BELAJAR MENEMPATKAN PADA KONTEKSNYA
Saya tertarik baca buku ini sejak disebut-sebut oleh Randy Olson di buku Houston, We Have A Narrative(*) sebagai buku bertopik sains dengan storytelling yang menarik.
Buku ini juga yang menginspirasi Jennifer Doudna untuk menjadi ilmuwan kimia (baca The Code Breaker)(**).
The Double Helix
James D. Watson
Scribner Classics (2011 edition)
159 hal
James Watson bersama Francis Crick adalah dua ilmuwan penemu struktur DNA double helix, yang membawa mereka dianugerahi Hadiah Nobel bidang Fisiologi/Kedokteran tahun 1962.

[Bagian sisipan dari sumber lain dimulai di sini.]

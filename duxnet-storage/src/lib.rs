//! Durable mirror of the process's in-memory authoritative state (§3,
//! "in-memory authoritative during process lifetime"; persistence
//! exists for restart recovery and operator inspection, not as the
//! read path for a running node).
//!
//! One table per §3 entity, each a JSONB blob keyed by its natural id
//! — the same shape the teacher used for its block/identity tables.
//! `CREATE TABLE IF NOT EXISTS` stands in for a migration framework,
//! same as the teacher.

use anyhow::Result;
use async_trait::async_trait;
use duxnet_core::{DisputeId, EscrowId, Money, NodeId, ProposalId, Timestamp, WalletId};
use duxnet_escrow::{Dispute, Escrow, EscrowTransaction, LockedFunds, Wallet};
use duxnet_governance::{Proposal, Vote};
use duxnet_registry::Node;
use serde_json::json;
use sqlx::{postgres::PgPoolOptions, PgPool, Row};
use uuid::Uuid;

/// Level, issue/verify timestamps for a node's auth identity (§3,
/// "node_identities"). The identity's HMAC secret is never persisted
/// in plaintext here — a restarted node re-provisions it through C2,
/// the same boundary that keeps it out of API responses.
#[derive(Debug, Clone, serde::Serialize, serde::Deserialize)]
pub struct NodeIdentityRecord {
    pub node_id: NodeId,
    pub level: String,
    pub created_at: Timestamp,
    pub last_verified: Option<Timestamp>,
}

/// Point-in-time snapshot of the community fund's balance and airdrop
/// history (§3, "community_fund"), restored on node startup.
#[derive(Debug, Clone, serde::Serialize, serde::Deserialize)]
pub struct FundSnapshot {
    pub balance: Money,
    pub last_airdrop_at: Option<Timestamp>,
    pub last_airdrop_amount: Money,
}

#[async_trait]
pub trait NodeStore: Send + Sync {
    async fn upsert_node(&self, node: &Node) -> Result<()>;
    async fn get_node(&self, node_id: NodeId) -> Result<Option<Node>>;
    async fn list_nodes(&self) -> Result<Vec<Node>>;
    async fn upsert_identity(&self, identity: &NodeIdentityRecord) -> Result<()>;
    async fn get_identity(&self, node_id: NodeId) -> Result<Option<NodeIdentityRecord>>;
}

#[async_trait]
pub trait WalletStore: Send + Sync {
    async fn upsert_wallet(&self, wallet: &Wallet) -> Result<()>;
    async fn get_wallet(&self, wallet_id: WalletId) -> Result<Option<Wallet>>;
    async fn list_wallets(&self) -> Result<Vec<Wallet>>;
}

#[async_trait]
pub trait EscrowStore: Send + Sync {
    async fn upsert_escrow(&self, escrow: &Escrow) -> Result<()>;
    async fn get_escrow(&self, escrow_id: EscrowId) -> Result<Option<Escrow>>;
    async fn list_escrows(&self) -> Result<Vec<Escrow>>;
    async fn append_transaction(&self, tx: &EscrowTransaction) -> Result<()>;
    async fn list_transactions(&self, escrow_id: EscrowId) -> Result<Vec<EscrowTransaction>>;
    async fn upsert_lock(&self, lock: &LockedFunds) -> Result<()>;
    async fn get_lock(&self, escrow_id: EscrowId) -> Result<Option<LockedFunds>>;
    async fn upsert_dispute(&self, dispute: &Dispute) -> Result<()>;
    async fn get_dispute(&self, dispute_id: DisputeId) -> Result<Option<Dispute>>;
}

Buku yang pertama diterbitkan tahun 1968 ini mengisahkan prosesnya, subjektif dari sudut pandang Watson, mulai dari pertemuannya dengan Francis Crick yang nyentrik, ketertarikannya meneliti DNA (alih-alih studinya sendiri tentang virus), proses berpikir mereka dalam menyelidiki struktur DNA, persaingan akademik dan ‘balapan’ menemukan struktur DNA ‘melawan’ Linus Pauling, dijalin dengan cerita-cerita pribadi secara apa adanya tanpa ditutup-tutupi. Masuk kategori memoar mungkin ya.
Meskipun saya nggak ngerti 50% isi buku ini karena penuh dengan istilah kimia, tapi saya bisa menangkap ceritanya. Betul kata Randy Olson, Watson pintar bercerita. Banyak dramanya, banyak suspensenya, kadang lucu, kadang ngeselin, tapi sangat manusiawi. Ilmuwan juga manusia, dengan segala kekurangan dan kelebihannya.

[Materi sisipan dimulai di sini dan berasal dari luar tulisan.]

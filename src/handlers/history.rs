use axum::{
    extract::{
        rejection::{JsonRejection, QueryRejection},
        Extension, Path, Query,
    },
    Json,
};
use serde::Deserialize;
use serde_json::Value;

use crate::config::HistoryConfig;
use crate::database::models::{MatchHistoryLog, NewMatchHistoryLog};
use crate::database::{Record, StoreHandle};
use crate::middleware::{ApiResponse, ApiResult};

use super::utils::resolve_limit;

#[derive(Debug, Deserialize)]
pub struct HistoryQuery {
    /// Maximum rows to return; kept as text so bad input gets a 400 from us
    pub limit: Option<String>,
}

/// GET /api/history - Recent match history for the main app
pub async fn list(
    Extension(StoreHandle(store)): Extension<StoreHandle>,
    Extension(history): Extension<HistoryConfig>,
    query: Result<Query<HistoryQuery>, QueryRejection>,
) -> ApiResult<Vec<MatchHistoryLog>> {
    let Query(query) = query?;
    let limit = resolve_limit(query.limit.as_deref(), &history)?;
    let logs = store.list_history(limit).await?;
    Ok(ApiResponse::success(logs))
}

/// GET /api/history/user/:uid - Logs in which `uid` is among the winners
pub async fn list_for_user(
    Extension(StoreHandle(store)): Extension<StoreHandle>,
    Extension(history): Extension<HistoryConfig>,
    Path(uid): Path<String>,
    query: Result<Query<HistoryQuery>, QueryRejection>,
) -> ApiResult<Vec<MatchHistoryLog>> {
    let Query(query) = query?;
    let limit = resolve_limit(query.limit.as_deref(), &history)?;
    let logs = store.list_history_for_user(&uid, limit).await?;
    tracing::debug!("Found {} history log(s) for {}", logs.len(), uid);
    Ok(ApiResponse::success(logs))
}

/// POST /api/history - Log a completed match (called by the Admin App after distribution)
pub async fn create(
    Extension(StoreHandle(store)): Extension<StoreHandle>,
    payload: Result<Json<Value>, JsonRejection>,
) -> ApiResult<MatchHistoryLog> {
    let Json(payload) = payload?;
    let record = Record::from_json(payload)?.strip_system_fields();
    // An empty winners array is truthy and accepted
    record.require(&["match_id", "winners"], "Invalid history log")?;
    let log: NewMatchHistoryLog = record.into_model()?;

    let created = store.insert_history(log).await?;
    tracing::info!(
        "Logged match {} with {} winner(s)",
        created.match_id,
        created.winners.len()
    );
    Ok(ApiResponse::created(created))
}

Buku ini memang bercerita tentang proses penemuan struktur DNA double helix, tapi menurut saya buku ini juga mengandung pelajaran bagus tentang sikap judgmental, bias, dan yang paling penting adalah tentang KONTEKS.
Seperti diketahui, banyak yang menuduh Watson seksis dan misoginis dari tulisannya ini, apalagi pandangannya terhadap Rosalind Franklin (yang di buku ini dia sebut Rosy, yang ‘judes’ dan ‘sebenarnya bisa lebih menarik kalau dia pakai lipstik merah’).
Di awal buku Watson sudah menekankan bahwa buku ini ditulis berdasarkan sudut pandang dia pribadi pada saat itu, sebagai seorang pemuda graduate student usia awal 20an di tahun 50an. Dengan menempatkan pada konteks ini, bisa dimengerti kalau di dalamnya banyak cerita tentang ‘pretty girls’ (anak muda 20an, sering berpikir tentang lawan jenis dengan penilaian subjektif, sangat normal). Apalagi mengingat masa itu memang sistem sosial Eropa dan Amerika masih sangat mengutamakan laki-laki. Tentu saja ceritanya bias.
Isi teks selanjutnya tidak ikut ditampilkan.